* [WHAT IS BEING ASKED]
Please reproduce the data in full, exactly as it stands.
##### DATA RECORDS #####
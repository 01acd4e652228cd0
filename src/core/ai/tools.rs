// Function-calling types shared by every provider.
//
// A `ToolDescriptor` serializes to the JSON-schema shape used by
// OpenAI-compatible chat APIs (name, description, parameters). Providers wrap
// it in whatever envelope their API expects.

use serde::{Deserialize, Serialize};
use std::collections::BTreeMap;

/// A custom function that the model can call.
#[derive(Debug, Clone, Serialize)]
pub struct ToolDescriptor {
    pub name: String,
    /// The model uses this to decide when to call the function.
    pub description: String,
    pub parameters: ToolParameters,
}

/// JSON Schema for function parameters.
#[derive(Debug, Clone, Serialize)]
pub struct ToolParameters {
    /// Always "object" for function parameters.
    #[serde(rename = "type")]
    pub param_type: String,
    pub properties: BTreeMap<String, PropertySchema>,
    pub required: Vec<String>,
}

/// Schema for a single parameter.
#[derive(Debug, Clone, Serialize)]
pub struct PropertySchema {
    /// JSON Schema type: "string", "integer", "boolean", ...
    #[serde(rename = "type")]
    pub prop_type: String,

    #[serde(skip_serializing_if = "Option::is_none")]
    pub description: Option<String>,

    #[serde(skip_serializing_if = "Option::is_none")]
    pub default: Option<serde_json::Value>,
}

impl PropertySchema {
    pub fn new(prop_type: &str, description: impl Into<String>) -> Self {
        Self {
            prop_type: prop_type.to_string(),
            description: Some(description.into()),
            default: None,
        }
    }

    pub fn with_default(mut self, default: serde_json::Value) -> Self {
        self.default = Some(default);
        self
    }
}

impl ToolDescriptor {
    pub fn new(name: &str, description: &str) -> Self {
        Self {
            name: name.to_string(),
            description: description.to_string(),
            parameters: ToolParameters {
                param_type: "object".to_string(),
                properties: BTreeMap::new(),
                required: Vec::new(),
            },
        }
    }

    /// Adds a parameter. Required parameters are listed in the order added.
    pub fn property(mut self, name: &str, schema: PropertySchema, required: bool) -> Self {
        self.parameters.properties.insert(name.to_string(), schema);
        if required {
            self.parameters.required.push(name.to_string());
        }
        self
    }
}

/// A function call requested by the model.
#[derive(Debug, Clone, Serialize, Deserialize, PartialEq, Eq)]
pub struct ToolCall {
    pub id: String,
    pub name: String,
    /// Raw JSON arguments exactly as the model produced them.
    pub arguments: String,
}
#####
* [FINISHED TASK]
repository 01acd4e652228cd0
filename src/core/ai/tools.rs
// Function-calling types shared by every provider.
//
// A `ToolDescriptor` serializes to the JSON-schema shape used by
// OpenAI-compatible chat APIs (name, description, parameters). Providers wrap
// it in whatever envelope their API expects.

use serde::{Deserialize, Serialize};
use std::collections::BTreeMap;

/// A custom function that the model can call.
#[derive(Debug, Clone, Serialize)]
pub struct ToolDescriptor {
    pub name: String,
    /// The model uses this to decide when to call the function.
    pub description: String,
    pub parameters: ToolParameters,
}

/// JSON Schema for function parameters.
#[derive(Debug, Clone, Serialize)]
pub struct ToolParameters {
    /// Always "object" for function parameters.
    #[serde(rename = "type")]
    pub param_type: String,
    pub properties: BTreeMap<String, PropertySchema>,
    pub required: Vec<String>,
}

/// Schema for a single parameter.
#[derive(Debug, Clone, Serialize)]
pub struct PropertySchema {
    /// JSON Schema type: "string", "integer", "boolean", ...
    #[serde(rename = "type")]
    pub prop_type: String,

    #[serde(skip_serializing_if = "Option::is_none")]
    pub description: Option<String>,

    #[serde(skip_serializing_if = "Option::is_none")]
    pub default: Option<serde_json::Value>,
}

impl PropertySchema {
    pub fn new(prop_type: &str, description: impl Into<String>) -> Self {
        Self {
            prop_type: prop_type.to_string(),
            description: Some(description.into()),
            default: None,
        }
    }

    pub fn with_default(mut self, default: serde_json::Value) -> Self {
        self.default = Some(default);
        self
    }
}

impl ToolDescriptor {
    pub fn new(name: &str, description: &str) -> Self {
        Self {
            name: name.to_string(),
            description: description.to_string(),
            parameters: ToolParameters {
                param_type: "object".to_string(),
                properties: BTreeMap::new(),
                required: Vec::new(),
            },
        }
    }

    /// Adds a parameter. Required parameters are listed in the order added.
    pub fn property(mut self, name: &str, schema: PropertySchema, required: bool) -> Self {
        self.parameters.properties.insert(name.to_string(), schema);
        if required {
            self.parameters.required.push(name.to_string());
        }
        self
    }
}

/// A function call requested by the model.
#[derive(Debug, Clone, Serialize, Deserialize, PartialEq, Eq)]
pub struct ToolCall {
    pub id: String,
    pub name: String,
    /// Raw JSON arguments exactly as the model produced them.
    pub arguments: String,
}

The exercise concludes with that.